Ce folio est l'un des rares qui ait une miniature unique occupant presque toute sa surface. Il est vrai que son sujet n'est pas n'importe lequel, puisqu'il s'agit de ce qu'il est convenu d'appeler la crucifixion, et qu'il serait plus juste de dénommer le Calvaire avec ses trois crucifiés, à savoir Jésus au centre et les deux larrons à ses côtés. Soleil et lune apparaissent discrètement dans les angles supérieurs, sur fond de ciel porteur d'étoiles vers le bas et de petits nuages en haut. Les larrons ne sont pas crucifiés comme l'est Jésus, on doit imaginer qu'ils le sont par leurs mains placées au revers de l'axe horizontal de leur croix, dans la position que permettent leurs bras levés verticalement. Leurs corps portent des traces sanglantes de coups, en particulier sur les jambes, dont un passage d'évangile (Jn 19, 31-32) rapporte que l'on a pris soin de les leur briser afin d'écourter leur agonie. Mais ils paraissent encore vivants l'un et l'autre. On peut supposer que le « bon larron » (Lc 23, 40-42) est celui de gauche, qui regarde vers Jésus, tandis que celui de droite, regarde ailleurs.

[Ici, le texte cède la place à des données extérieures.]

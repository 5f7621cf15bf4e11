// src/engine/commands.rs
//! Operation catalog and rejection reasons.
//!
//! A `CommandError`'s display text is exactly the `msg` of the failed
//! acknowledgment, so hosts can match on it.

use thiserror::Error;

#[derive(Debug, Clone, Copy, PartialEq, Eq)]
pub enum Operation {
    Info,
    UartGatewaySet,
    BindSet,
    ValveSet,
    ThresholdSet,
    ModeSet,
    ValvePathSet,
    ValveTargetSet,
    ValvePair,
    NetCfgSet,
    NetForm,
}

impl Operation {
    pub const ALL: [Operation; 11] = [
        Operation::Info,
        Operation::UartGatewaySet,
        Operation::BindSet,
        Operation::ValveSet,
        Operation::ThresholdSet,
        Operation::ModeSet,
        Operation::ValvePathSet,
        Operation::ValveTargetSet,
        Operation::ValvePair,
        Operation::NetCfgSet,
        Operation::NetForm,
    ];

    pub fn name(&self) -> &'static str {
        match self {
            Operation::Info => "info",
            Operation::UartGatewaySet => "uart_gateway_set",
            Operation::BindSet => "bind_set",
            Operation::ValveSet => "valve_set",
            Operation::ThresholdSet => "threshold_set",
            Operation::ModeSet => "mode_set",
            Operation::ValvePathSet => "valve_path_set",
            Operation::ValveTargetSet => "valve_target_set",
            Operation::ValvePair => "valve_pair",
            Operation::NetCfgSet => "net_cfg_set",
            Operation::NetForm => "net_form",
        }
    }

    /// Exact, case-sensitive match
    pub fn from_name(name: &str) -> Option<Self> {
        Self::ALL.into_iter().find(|op| op.name() == name)
    }
}

#[derive(Debug, Clone, PartialEq, Eq, Error)]
pub enum CommandError {
    #[error("missing {0}")]
    Missing(&'static str),
    #[error("bad {0}")]
    Bad(&'static str),
    #[error("unknown op")]
    UnknownOp,
    #[error("debounced")]
    Debounced,
    #[error("rejected: AUTO mode")]
    AutoMode,
    #[error("value must be auto/manual")]
    BadMode,
    #[error("value must be open/closed")]
    BadValveValue,
    #[error("value must be auto/direct/binding")]
    BadPath,
    #[error("open_th must be < close_th")]
    ThresholdOrder,
    #[error("th too big")]
    ThresholdTooBig,
    #[error("net_form rejected")]
    NetFormRejected,
    #[error("bind_set failed")]
    BindSetFailed,
}

/// What the dispatcher does after a handler succeeds
#[derive(Debug, Clone, PartialEq, Eq)]
pub enum Reply {
    /// Acknowledge success, then run the follow-up
    Ack(&'static str, FollowUp),
    /// The handler already produced its acknowledgment
    Handled,
    /// Acknowledgment comes with the transaction completion
    Deferred,
}

#[derive(Debug, Clone, Copy, PartialEq, Eq)]
pub enum FollowUp {
    None,
    Info,
    AutoControlAndData,
}

#[cfg(test)]
mod tests {
    use super::*;

    #[test]
    fn test_operation_names_round_trip() {
        for op in Operation::ALL {
            assert_eq!(Operation::from_name(op.name()), Some(op));
        }
        assert_eq!(Operation::from_name("Info"), None);
        assert_eq!(Operation::from_name("valve"), None);
    }

    #[test]
    fn test_rejection_reasons() {
        assert_eq!(CommandError::Missing("op").to_string(), "missing op");
        assert_eq!(CommandError::Bad("channel").to_string(), "bad channel");
        assert_eq!(CommandError::AutoMode.to_string(), "rejected: AUTO mode");
        assert_eq!(CommandError::ThresholdOrder.to_string(), "open_th must be < close_th");
    }
}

Jésus est fixé en croix non par quatre clous, mais par trois seulement (il s'agit donc d'une Crucifixion dite « triclaviste »), ce qui est cohérent avec la mise en croix du folio 70r. Comme le coup de lance ne lui a été donné qu'une fois sa mort constatée (Jn 19, 33-34), on peut en conclure que Jésus, tel que rendu dans cette miniature, a rendu l'âme. Le sang coule abondamment de ses plaies, notamment de celle de son côté, que vient d'ouvrir de sa lance un gradé barbu derrière lequel se tient une partie de la troupe armée et casquée. Du même côté de la croix, étendue à terre, nimbée, en train de défaillir ou déjà évanouie, Marie, soutenue par deux saintes femmes nimbées elles aussi, avec à côté d'elles saint Jean regardant vers Jésus. De l'autre côté, le centurion à cheval, coiffé d'un volumineux turban rouge, pointant du doigt vers Jésus, au-dessus duquel vole une banderole inscrite avec certains des mots latins de sa déclaration de foi : « Vraiment cet homme était le fils de Dieu » (cf. Lc 23, 47). Il est suivi de cinq cavaliers et de l'autre partie de la troupe porteuse de lances.
Encadrant l'image, deux exemplaires de l'écu familial des Montauban, déjà rencontré, à surface rouge ponctuée de sept losanges d'or.